The simulation results, as illustrated in Figure 9, demonstrate the effectiveness of the proposed reward mechanism across different test cases. In our reward function for HVAC system control, energy consumption is optimized only when thermal comfort is maintained. This design inherently ensures the dual objectives are met simultaneously, making sure that energy savings are not prioritized at the expense of thermal comfort. However, in the dynamic HVAC control process, the degree to which each objective is prioritized depends on the value of $ \delta $ , which plays a critical role in fine-tuning this balance. In extreme cases, where $ \delta $ is set to favor one objective heavily, the system may still deliver adequate results, but there could be compromises in either energy efficiency or thermal comfort. The detailed KPIs reveal important nuances in the performance of varying $ \delta $ values.

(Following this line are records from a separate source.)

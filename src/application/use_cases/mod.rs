mod reconcile_video_status;
mod reorder_photos;
mod upload_photos;
mod upload_video;

pub use reconcile_video_status::{VideoStatusObserver, VideoStatusReconciler};
pub use reorder_photos::{OrderingEngine, ReorderPlan, move_photo};
pub use upload_photos::{UploadPhotosUseCase, select_droppable_photos};
pub use upload_video::UploadVideoUseCase;
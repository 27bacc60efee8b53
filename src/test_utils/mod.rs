#[cfg(test)]
pub mod mocks {
    use async_trait::async_trait;
    use std::collections::{HashMap, VecDeque};
    use std::sync::{Arc, Mutex};

    use crate::domain::{
        entities::{ListingId, Photo, PhotoId, Video, VideoId, reassign_positions},
        repositories::{
            AssetStore, AssetStoreError, ProgressCallback, UploadProgress, VideoUploadSession,
        },
        value_objects::{MediaFile, VideoStatus},
    };

    type ScriptedStatuses = HashMap<VideoId, VecDeque<Result<VideoStatus, AssetStoreError>>>;

    pub fn listing_id() -> ListingId {
        ListingId::from("listing-1")
    }

    pub fn image_file(name: &str) -> MediaFile {
        MediaFile::new(name, "image/jpeg", vec![0xFF_u8, 0xD8, 0xFF, 0xE0])
    }

    pub fn video_file(name: &str) -> MediaFile {
        MediaFile::new(name, "video/mp4", vec![0_u8; 1000])
    }

    pub fn photo(id: &str, position: u32) -> Photo {
        Photo::new(
            id,
            format!("https://img.test/{id}/public"),
            format!("https://img.test/{id}/thumbnail"),
            position,
        )
    }

    /// Photos with the given ids at positions `0..N-1`
    pub fn gallery(ids: &[&str]) -> Vec<Photo> {
        ids.iter().enumerate().map(|(position, id)| photo(id, position as u32)).collect()
    }

    pub fn pending_video(id: &str) -> Video {
        Video::pending(VideoId::from(id), Some(format!("{id}.mp4")))
    }

    #[derive(Default)]
    struct StoreState {
        photos: Vec<Photo>,
        videos: Vec<Video>,
        next_id: u64,
        create_photo_calls: usize,
        uploaded_filenames: Vec<String>,
        photo_upload_failures: HashMap<String, AssetStoreError>,
        reorder_requests: Vec<Vec<PhotoId>>,
        reorder_failure: Option<AssetStoreError>,
        delete_photo_failure: Option<AssetStoreError>,
        list_photos_failure: Option<AssetStoreError>,
        session_calls: usize,
        session_failure: Option<AssetStoreError>,
        uploaded_urls: Vec<String>,
        upload_binary_failure: Option<AssetStoreError>,
        scripted_statuses: ScriptedStatuses,
        get_video_calls: HashMap<VideoId, usize>,
        delete_video_failure: Option<AssetStoreError>,
    }

    /// In-memory listing media store with call counters and failure injection
    #[derive(Clone, Default)]
    pub struct InMemoryAssetStore {
        state: Arc<Mutex<StoreState>>,
    }

    impl InMemoryAssetStore {
        pub fn new() -> Self {
            Self::default()
        }

        #[must_use]
        pub fn with_photos(self, photos: Vec<Photo>) -> Self {
            self.state.lock().unwrap().photos = photos;
            self
        }

        /// Seed `count` photos named `existing-N`
        #[must_use]
        pub fn with_photo_count(self, count: usize) -> Self {
            let photos = (0..count).map(|i| photo(&format!("existing-{i}"), i as u32)).collect();
            self.with_photos(photos)
        }

        #[must_use]
        pub fn with_videos(self, videos: Vec<Video>) -> Self {
            self.state.lock().unwrap().videos = videos;
            self
        }

        /// Queue the results of successive `get_video` calls for one video.
        /// Once the queue runs dry the stored status is returned.
        #[must_use]
        pub fn script_statuses(
            self,
            video: &str,
            statuses: Vec<Result<VideoStatus, AssetStoreError>>,
        ) -> Self {
            self.state
                .lock()
                .unwrap()
                .scripted_statuses
                .insert(VideoId::from(video), statuses.into());
            self
        }

        #[must_use]
        pub fn fail_photo_upload(self, filename: &str, error: AssetStoreError) -> Self {
            self.state.lock().unwrap().photo_upload_failures.insert(filename.to_string(), error);
            self
        }

        #[must_use]
        pub fn fail_reorder(self, error: AssetStoreError) -> Self {
            self.state.lock().unwrap().reorder_failure = Some(error);
            self
        }

        #[must_use]
        pub fn fail_delete_photo(self, error: AssetStoreError) -> Self {
            self.state.lock().unwrap().delete_photo_failure = Some(error);
            self
        }

        #[must_use]
        pub fn fail_session(self, error: AssetStoreError) -> Self {
            self.state.lock().unwrap().session_failure = Some(error);
            self
        }

        #[must_use]
        pub fn fail_upload_binary(self, error: AssetStoreError) -> Self {
            self.state.lock().unwrap().upload_binary_failure = Some(error);
            self
        }

        #[must_use]
        pub fn fail_delete_video(self, error: AssetStoreError) -> Self {
            self.state.lock().unwrap().delete_video_failure = Some(error);
            self
        }

        /// Make every later photo listing fail; can be armed after setup
        pub fn fail_list_photos(&self, error: AssetStoreError) {
            self.state.lock().unwrap().list_photos_failure = Some(error);
        }

        /// Change a stored video's status as a later listing or poll would see it
        pub fn set_video_status(&self, video: &str, status: VideoStatus) {
            let mut state = self.state.lock().unwrap();
            if let Some(stored) = state.videos.iter_mut().find(|v| v.id.as_str() == video) {
                stored.status = status;
            }
        }

        pub fn photos(&self) -> Vec<Photo> {
            self.state.lock().unwrap().photos.clone()
        }

        pub fn videos(&self) -> Vec<Video> {
            self.state.lock().unwrap().videos.clone()
        }

        pub fn create_photo_calls(&self) -> usize {
            self.state.lock().unwrap().create_photo_calls
        }

        pub fn uploaded_filenames(&self) -> Vec<String> {
            self.state.lock().unwrap().uploaded_filenames.clone()
        }

        pub fn reorder_requests(&self) -> Vec<Vec<PhotoId>> {
            self.state.lock().unwrap().reorder_requests.clone()
        }

        pub fn session_calls(&self) -> usize {
            self.state.lock().unwrap().session_calls
        }

        pub fn uploaded_urls(&self) -> Vec<String> {
            self.state.lock().unwrap().uploaded_urls.clone()
        }

        pub fn get_video_calls(&self, video: &str) -> usize {
            self.state.lock().unwrap().get_video_calls.get(&VideoId::from(video)).copied().unwrap_or(0)
        }

        fn next_id(state: &mut StoreState, prefix: &str) -> String {
            state.next_id += 1;
            format!("{prefix}-{}", state.next_id)
        }
    }

    #[async_trait]
    impl AssetStore for InMemoryAssetStore {
        async fn list_photos(&self, _listing: &ListingId) -> Result<Vec<Photo>, AssetStoreError> {
            let state = self.state.lock().unwrap();
            if let Some(error) = &state.list_photos_failure {
                return Err(error.clone());
            }
            Ok(state.photos.clone())
        }

        async fn list_videos(&self, _listing: &ListingId) -> Result<Vec<Video>, AssetStoreError> {
            Ok(self.state.lock().unwrap().videos.clone())
        }

        async fn create_photo(
            &self,
            _listing: &ListingId,
            file: &MediaFile,
        ) -> Result<Photo, AssetStoreError> {
            let mut state = self.state.lock().unwrap();
            state.create_photo_calls += 1;
            if let Some(error) = state.photo_upload_failures.get(&file.filename) {
                return Err(error.clone());
            }

            let id = Self::next_id(&mut state, "photo");
            let created = photo(&id, state.photos.len() as u32);
            state.photos.push(created.clone());
            state.uploaded_filenames.push(file.filename.clone());
            Ok(created)
        }

        async fn delete_photo(
            &self,
            _listing: &ListingId,
            photo: &PhotoId,
        ) -> Result<(), AssetStoreError> {
            let mut state = self.state.lock().unwrap();
            if let Some(error) = &state.delete_photo_failure {
                return Err(error.clone());
            }

            let before = state.photos.len();
            state.photos.retain(|p| &p.id != photo);
            if state.photos.len() == before {
                return Err(AssetStoreError::NotFound { resource: format!("Photo {photo}") });
            }
            reassign_positions(&mut state.photos);
            Ok(())
        }

        async fn reorder_photos(
            &self,
            _listing: &ListingId,
            ordered_ids: &[PhotoId],
        ) -> Result<(), AssetStoreError> {
            let mut state = self.state.lock().unwrap();
            state.reorder_requests.push(ordered_ids.to_vec());
            if let Some(error) = &state.reorder_failure {
                return Err(error.clone());
            }

            let mut reordered = Vec::with_capacity(ordered_ids.len());
            for id in ordered_ids {
                let Some(found) = state.photos.iter().find(|p| &p.id == id) else {
                    return Err(AssetStoreError::Conflict {
                        message: "Photo ids do not match listing".to_string(),
                    });
                };
                reordered.push(found.clone());
            }
            if reordered.len() != state.photos.len() {
                return Err(AssetStoreError::Conflict {
                    message: "Photo ids do not match listing".to_string(),
                });
            }
            reassign_positions(&mut reordered);
            state.photos = reordered;
            Ok(())
        }

        async fn create_video_upload_session(
            &self,
            _listing: &ListingId,
            title: Option<&str>,
        ) -> Result<VideoUploadSession, AssetStoreError> {
            let mut state = self.state.lock().unwrap();
            state.session_calls += 1;
            if let Some(error) = &state.session_failure {
                return Err(error.clone());
            }

            let video_id = VideoId::from(Self::next_id(&mut state, "video"));
            state.videos.push(Video::pending(video_id.clone(), title.map(str::to_string)));
            Ok(VideoUploadSession {
                upload_url: format!("https://upload.test/{video_id}"),
                video_id,
            })
        }

        async fn upload_binary(
            &self,
            upload_url: &str,
            file: &MediaFile,
            on_progress: ProgressCallback,
        ) -> Result<(), AssetStoreError> {
            let failure = {
                let mut state = self.state.lock().unwrap();
                state.uploaded_urls.push(upload_url.to_string());
                state.upload_binary_failure.clone()
            };

            let total = file.size();
            on_progress(UploadProgress { sent: 0, total });
            if let Some(error) = failure {
                return Err(error);
            }
            on_progress(UploadProgress { sent: total / 2, total });
            on_progress(UploadProgress { sent: total, total });
            Ok(())
        }

        async fn get_video(
            &self,
            _listing: &ListingId,
            video: &VideoId,
        ) -> Result<Video, AssetStoreError> {
            let mut state = self.state.lock().unwrap();
            *state.get_video_calls.entry(video.clone()).or_default() += 1;

            let scripted = state.scripted_statuses.get_mut(video).and_then(VecDeque::pop_front);
            let stored = state
                .videos
                .iter_mut()
                .find(|v| &v.id == video)
                .ok_or_else(|| AssetStoreError::NotFound { resource: format!("Video {video}") })?;

            match scripted {
                Some(Ok(status)) => {
                    stored.status = status;
                    if status.is_ready() {
                        stored.asset_id = Some(format!("asset-{video}"));
                        stored.playback_id = Some(format!("pb-{video}"));
                    }
                    Ok(stored.clone())
                }
                Some(Err(error)) => Err(error),
                None => Ok(stored.clone()),
            }
        }

        async fn delete_video(
            &self,
            _listing: &ListingId,
            video: &VideoId,
        ) -> Result<(), AssetStoreError> {
            let mut state = self.state.lock().unwrap();
            if let Some(error) = &state.delete_video_failure {
                return Err(error.clone());
            }

            let before = state.videos.len();
            state.videos.retain(|v| &v.id != video);
            if state.videos.len() == before {
                return Err(AssetStoreError::NotFound { resource: format!("Video {video}") });
            }
            Ok(())
        }
    }
}
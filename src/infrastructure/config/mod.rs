use serde::{Deserialize, Serialize};
use std::{fmt, time::Duration};

use crate::application::dto::MediaPolicy;

/// Runtime mode for the application
#[derive(Debug, Clone, Copy, PartialEq, Eq, Serialize, Deserialize)]
#[serde(rename_all = "lowercase")]
pub enum RuntimeMode {
    Local,
    Production,
}

impl fmt::Display for RuntimeMode {
    fn fmt(&self, f: &mut fmt::Formatter<'_>) -> fmt::Result {
        match self {
            Self::Local => write!(f, "local"),
            Self::Production => write!(f, "production"),
        }
    }
}

impl std::str::FromStr for RuntimeMode {
    type Err = String;

    fn from_str(s: &str) -> Result<Self, Self::Err> {
        match s.to_lowercase().as_str() {
            "local" => Ok(Self::Local),
            "production" | "prod" => Ok(Self::Production),
            _ => Err(format!("Invalid runtime mode: {s}. Valid values: local, production")),
        }
    }
}

/// Application configuration
#[derive(Debug, Clone, Serialize, Deserialize)]
pub struct AppConfig {
    pub mode: RuntimeMode,
    pub api: ApiConfig,
    pub media: MediaConfig,
    pub logging: LoggingConfig,
}

/// Listing media API client configuration
#[derive(Clone, Serialize, Deserialize)]
pub struct ApiConfig {
    pub base_url: String,
    pub request_timeout_seconds: u64,
    pub access_token: Option<String>,
}

impl fmt::Debug for ApiConfig {
    fn fmt(&self, f: &mut fmt::Formatter<'_>) -> fmt::Result {
        f.debug_struct("ApiConfig")
            .field("base_url", &self.base_url)
            .field("request_timeout_seconds", &self.request_timeout_seconds)
            .field("access_token", &self.access_token.as_ref().map(|_| "[REDACTED]"))
            .finish()
    }
}

impl ApiConfig {
    #[must_use]
    pub fn request_timeout(&self) -> Duration {
        Duration::from_secs(self.request_timeout_seconds)
    }
}

/// Per-listing media limits and polling
#[derive(Debug, Clone, Serialize, Deserialize)]
pub struct MediaConfig {
    pub max_photos: usize,
    pub max_videos: usize,
    pub max_photo_size: u64, // bytes
    pub near_limit_threshold: usize,
    pub poll_interval_seconds: u64,
    pub upload_chunk_size: usize, // bytes
}

impl MediaConfig {
    #[must_use]
    pub fn policy(&self) -> MediaPolicy {
        MediaPolicy {
            max_photos: self.max_photos,
            max_videos: self.max_videos,
            max_photo_size: self.max_photo_size,
            near_limit_threshold: self.near_limit_threshold,
            poll_interval: Duration::from_secs(self.poll_interval_seconds.max(1)),
        }
    }
}

/// Logging configuration
#[derive(Debug, Clone, Serialize, Deserialize)]
pub struct LoggingConfig {
    pub level: String,
    pub filter: Option<String>,
    pub console_format: LogFormat,
}

/// Log output format
#[derive(Debug, Clone, Copy, PartialEq, Eq, Serialize, Deserialize)]
#[serde(rename_all = "lowercase")]
pub enum LogFormat {
    Pretty,
    Json,
    Compact,
}

impl AppConfig {
    /// Load configuration based on runtime mode
    ///
    /// # Errors
    /// Returns an error if required environment variables are missing or invalid
    pub fn load() -> Result<Self, config::ConfigError> {
        // Detect runtime mode from environment (default: local)
        let mode = std::env::var("RUN_MODE")
            .unwrap_or_else(|_| "local".to_string())
            .parse::<RuntimeMode>()
            .map_err(config::ConfigError::Message)?;

        Self::load_for_mode(mode)
    }

    /// Load configuration for a specific runtime mode
    ///
    /// Defaults, then `.env.local` (local mode only), then `LISTING_MEDIA_*`
    /// variables such as `LISTING_MEDIA_API__BASE_URL`.
    ///
    /// # Errors
    /// Returns an error if required environment variables are missing or invalid
    pub fn load_for_mode(mode: RuntimeMode) -> Result<Self, config::ConfigError> {
        let mut builder = config::Config::builder();

        if mode == RuntimeMode::Local {
            builder = builder.add_source(config::File::with_name(".env.local").required(false));
        }

        builder = builder.add_source(
            config::Environment::with_prefix("LISTING_MEDIA")
                .prefix_separator("_")
                .separator("__")
                .try_parsing(true),
        );

        let (console_format, level) = match mode {
            RuntimeMode::Local => ("pretty", "debug"),
            RuntimeMode::Production => ("json", "info"),
        };

        let settings = builder
            .set_default("mode", mode.to_string())?
            .set_default("api.base_url", "http://localhost:8000")?
            .set_default("api.request_timeout_seconds", 30)?
            .set_default("api.access_token", None::<String>)?
            .set_default("media.max_photos", 50)?
            .set_default("media.max_videos", 2)?
            .set_default("media.max_photo_size", 20_971_520)? // 20MB
            .set_default("media.near_limit_threshold", 5)?
            .set_default("media.poll_interval_seconds", 5)?
            .set_default("media.upload_chunk_size", 262_144)? // 256KB
            .set_default("logging.level", level)?
            .set_default("logging.filter", None::<String>)?
            .set_default("logging.console_format", console_format)?
            .build()?;

        settings.try_deserialize()
    }
}
use serde::Serialize;

use crate::domain::entities::{MediaSnapshot, Photo, Video};

#[derive(Debug, Clone, PartialEq, Eq, Serialize)]
pub struct PublicPhoto {
    pub url: String,
    pub thumbnail_url: String,
    pub position: u32,
}

#[derive(Debug, Clone, PartialEq, Eq, Serialize)]
pub struct PublicVideo {
    pub title: String,
    pub playback_id: String,
    pub playback_url: String,
}

/// Media as handed to the public listing page renderer
#[derive(Debug, Clone, Default, PartialEq, Eq, Serialize)]
pub struct PublicListingMedia {
    /// Display order; the first photo is the hero
    pub photos: Vec<PublicPhoto>,
    /// Ready videos only
    pub videos: Vec<PublicVideo>,
}

impl PublicListingMedia {
    pub fn from_snapshot(snapshot: &MediaSnapshot) -> Self {
        Self::new(&snapshot.photos, &snapshot.videos)
    }

    pub fn new(photos: &[Photo], videos: &[Video]) -> Self {
        let mut ordered: Vec<&Photo> = photos.iter().collect();
        ordered.sort_by_key(|photo| photo.position);

        Self {
            photos: ordered
                .into_iter()
                .map(|photo| PublicPhoto {
                    url: photo.url.clone(),
                    thumbnail_url: photo.thumbnail_url.clone(),
                    position: photo.position,
                })
                .collect(),
            videos: videos.iter().filter_map(PublicVideo::from_video).collect(),
        }
    }

    pub fn hero(&self) -> Option<&PublicPhoto> {
        self.photos.first()
    }
}

impl PublicVideo {
    fn from_video(video: &Video) -> Option<Self> {
        if !video.is_publishable() {
            return None;
        }
        let playback_id = video.playback_id.clone()?;
        let playback_url = video.playback_url()?;
        Some(Self { title: video.display_title().to_string(), playback_id, playback_url })
    }
}

#[cfg(test)]
mod tests {
    use super::*;
    use crate::domain::{entities::VideoId, value_objects::VideoStatus};

    fn video(id: &str, status: VideoStatus, playback_id: Option<&str>) -> Video {
        Video {
            id: VideoId::from(id),
            asset_id: None,
            playback_id: playback_id.map(str::to_string),
            title: Some(format!("{id} tour")),
            status,
        }
    }

    #[test]
    fn test_only_ready_videos_with_playback_are_public() {
        let videos = vec![
            video("ready", VideoStatus::Ready, Some("pb1")),
            video("processing", VideoStatus::Processing, None),
            video("ready-no-playback", VideoStatus::Ready, None),
            video("failed", VideoStatus::Errored, Some("pb2")),
        ];

        let media = PublicListingMedia::new(&[], &videos);

        assert_eq!(media.videos.len(), 1);
        assert_eq!(media.videos[0].playback_id, "pb1");
        assert_eq!(media.videos[0].playback_url, "https://stream.mux.com/pb1.m3u8");
        assert_eq!(media.videos[0].title, "ready tour");
    }

    #[test]
    fn test_photos_ordered_hero_first() {
        let photos = vec![
            Photo::new("b", "https://img/b", "https://img/b/t", 1),
            Photo::new("a", "https://img/a", "https://img/a/t", 0),
        ];

        let media = PublicListingMedia::new(&photos, &[]);

        assert_eq!(media.hero().map(|p| p.url.as_str()), Some("https://img/a"));
        assert_eq!(media.photos[1].position, 1);
    }

    #[test]
    fn test_empty_snapshot() {
        let media = PublicListingMedia::from_snapshot(&MediaSnapshot::default());
        assert!(media.hero().is_none());
        assert!(media.videos.is_empty());
    }
}
use async_trait::async_trait;
use chrono::{DateTime, Utc};
use std::fmt;
use tokio::sync::RwLock;

/// Supplies the bearer token attached to listing media API requests
#[async_trait]
pub trait CredentialProvider: Send + Sync {
    /// Current access token, or `None` to send the request unauthenticated
    async fn access_token(&self) -> Option<String>;
}

/// Sends every request without an `Authorization` header
#[derive(Debug, Clone, Copy, Default)]
pub struct NoCredentials;

#[async_trait]
impl CredentialProvider for NoCredentials {
    async fn access_token(&self) -> Option<String> {
        None
    }
}

/// A fixed token, e.g. from configuration
#[derive(Clone)]
pub struct StaticToken(String);

impl StaticToken {
    pub fn new(token: impl Into<String>) -> Self {
        Self(token.into())
    }
}

impl fmt::Debug for StaticToken {
    fn fmt(&self, f: &mut fmt::Formatter<'_>) -> fmt::Result {
        f.write_str("StaticToken([REDACTED])")
    }
}

#[async_trait]
impl CredentialProvider for StaticToken {
    async fn access_token(&self) -> Option<String> {
        Some(self.0.clone())
    }
}

struct CachedToken {
    access_token: String,
    expires_at: Option<DateTime<Utc>>,
}

/// A token the embedding session replaces on sign-in and clears on sign-out
#[derive(Default)]
pub struct SharedToken {
    token: RwLock<Option<CachedToken>>,
}

impl SharedToken {
    pub fn new() -> Self {
        Self::default()
    }

    pub async fn set(&self, access_token: impl Into<String>, expires_at: Option<DateTime<Utc>>) {
        let mut token = self.token.write().await;
        *token = Some(CachedToken { access_token: access_token.into(), expires_at });
    }

    pub async fn clear(&self) {
        self.token.write().await.take();
    }
}

#[async_trait]
impl CredentialProvider for SharedToken {
    async fn access_token(&self) -> Option<String> {
        let token = self.token.read().await;
        let cached = token.as_ref()?;
        match cached.expires_at {
            Some(expires_at) if Utc::now() >= expires_at => None,
            _ => Some(cached.access_token.clone()),
        }
    }
}
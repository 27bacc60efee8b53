pub mod public_media;

pub use public_media::{PublicListingMedia, PublicPhoto, PublicVideo};
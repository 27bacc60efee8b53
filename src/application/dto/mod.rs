use serde::Serialize;
use std::time::Duration;

use crate::domain::{
    entities::{
        MAX_PHOTOS_PER_LISTING, MAX_VIDEOS_PER_LISTING, NEAR_LIMIT_THRESHOLD, Photo, PhotoId, Video,
        VideoId,
    },
    value_objects::VideoStatus,
};

/// Interval between status polls for a pending video
pub const VIDEO_POLL_INTERVAL: Duration = Duration::from_secs(5);

/// Largest photo accepted from a drop zone
pub const MAX_PHOTO_SIZE: u64 = 20 * 1024 * 1024;

/// Client-side limits applied to one listing's media
#[derive(Debug, Clone, Copy, PartialEq, Eq)]
pub struct MediaPolicy {
    pub max_photos: usize,
    pub max_videos: usize,
    pub max_photo_size: u64,
    pub near_limit_threshold: usize,
    pub poll_interval: Duration,
}

impl Default for MediaPolicy {
    fn default() -> Self {
        Self {
            max_photos: MAX_PHOTOS_PER_LISTING,
            max_videos: MAX_VIDEOS_PER_LISTING,
            max_photo_size: MAX_PHOTO_SIZE,
            near_limit_threshold: NEAR_LIMIT_THRESHOLD,
            poll_interval: VIDEO_POLL_INTERVAL,
        }
    }
}

/// A file that did not make it into the store
#[derive(Debug, Clone, PartialEq, Eq, Serialize)]
pub struct UploadFailure {
    pub filename: String,
    pub reason: String,
}

/// Terminal report for one photo batch
#[derive(Debug, Clone, Default, PartialEq, Eq, Serialize)]
pub struct PhotoBatchReport {
    /// Files handed to the uploader
    pub submitted: usize,
    /// Files attempted after the capacity cut
    pub accepted: usize,
    /// Files cut because the listing would exceed its photo limit
    pub dropped: usize,
    pub limit: usize,
    /// Photos created, in upload order
    pub uploaded: Vec<Photo>,
    pub failures: Vec<UploadFailure>,
    /// Files filtered out before upload (wrong type, too large)
    pub excluded: Vec<UploadFailure>,
}

impl PhotoBatchReport {
    pub fn success_count(&self) -> usize {
        self.uploaded.len()
    }

    pub fn failure_count(&self) -> usize {
        self.failures.len()
    }

    /// Warning shown when only part of the batch fits
    pub fn partial_acceptance_warning(&self) -> Option<String> {
        (self.dropped > 0).then(|| {
            format!(
                "Only uploading {} of {} photos (limit: {}); {} not uploaded",
                self.accepted, self.submitted, self.limit, self.dropped
            )
        })
    }

    /// One-line outcome, e.g. "3 photos uploaded, 1 failed"
    pub fn summary(&self) -> String {
        let count = self.success_count();
        let plural = if count == 1 { "" } else { "s" };
        let mut summary = format!("{count} photo{plural} uploaded");
        if !self.failures.is_empty() {
            summary.push_str(&format!(", {} failed", self.failures.len()));
        }
        summary
    }
}

/// Result of a drop-zone filter pass
#[derive(Debug, Clone, Default, PartialEq, Eq)]
pub struct DropSelection {
    pub accepted: Vec<crate::domain::value_objects::MediaFile>,
    pub excluded: Vec<UploadFailure>,
}

/// What a reorder gesture ended up doing
#[derive(Debug, Clone, Copy, PartialEq, Eq)]
pub enum ReorderOutcome {
    /// Gesture dropped a photo onto itself; nothing was sent
    Unchanged,
    /// New order persisted remotely
    Applied,
}

/// Discrete notifications published by a listing's media view model
#[derive(Debug, Clone, PartialEq, Eq)]
pub enum MediaEvent {
    PhotosUploaded { count: usize },
    PartialAcceptance { accepted: usize, dropped: usize, limit: usize },
    PhotoUploadFailed { filename: String, reason: String },
    PhotoDeleted { id: PhotoId },
    PhotosReordered { ids: Vec<PhotoId> },
    ReorderReverted { reason: String },
    VideoUploadStarted { filename: String },
    VideoUploaded { video_id: VideoId },
    VideoStatusChanged { video_id: VideoId, previous: VideoStatus, current: VideoStatus },
    VideoReady { video: Video },
    VideoDeleted { id: VideoId },
    RefreshFailed { reason: String },
}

• Test Case 1—Heating scenario: In winter, $ \delta =0{}^{\circ}\mathrm{C} $ causes $ \alpha (t) $ to remain close to 1 for most of the test period, emphasizing thermal comfort. While this results in a thermal discomfort KPI comparable to that of the empirically set $ \delta =17.5{}^{\circ}\mathrm{C} $ , it neglects energy efficiency, leading to a higher energy usage KPI. Conversely, setting $ \delta =35{}^{\circ}\mathrm{C} $ prioritizes energy efficiency, as reflected by the lower energy usage KPI. However, this setting under severe cold causes the controller to consistently maintain the indoor temperature near the lower boundary of the thermal comfort zone. While this approach is effective in conserving energy, it increases the risk of the indoor temperature falling outside the comfort zone. As a result, this trade-off leads to a higher thermal discomfort KPI, indicating a compromise in maintaining thermal comfort. The empirical setting of $ \delta =17.5{}^{\circ}\mathrm{C} $ offers the best balance, providing satisfactory thermal comfort and reasonable energy efficiency.
• Test Case 2—Cooling-dominated scenario: A similar pattern is observed in Test Case 2. The setting $ \delta =35{}^{\circ}\mathrm{C} $ prioritizes thermal comfort, with $ \alpha (t) $ close to 1, resulting in a low thermal discomfort KPI. However, this comes with increased energy usage, indicated by a slightly higher energy usage KPI. On the other hand, with $ \delta =0{}^{\circ}\mathrm{C} $ , $ \alpha (t) $ stays close to 0, focusing on energy efficiency once thermal comfort is achieved. Although this reduces energy consumption, it results in the highest thermal discomfort KPI, suggesting a slight compromise in comfort to achieve greater energy savings. Once again, $ \delta =17.5{}^{\circ}\mathrm{C} $ achieves the optimal balance, effectively managing both thermal comfort and energy efficiency.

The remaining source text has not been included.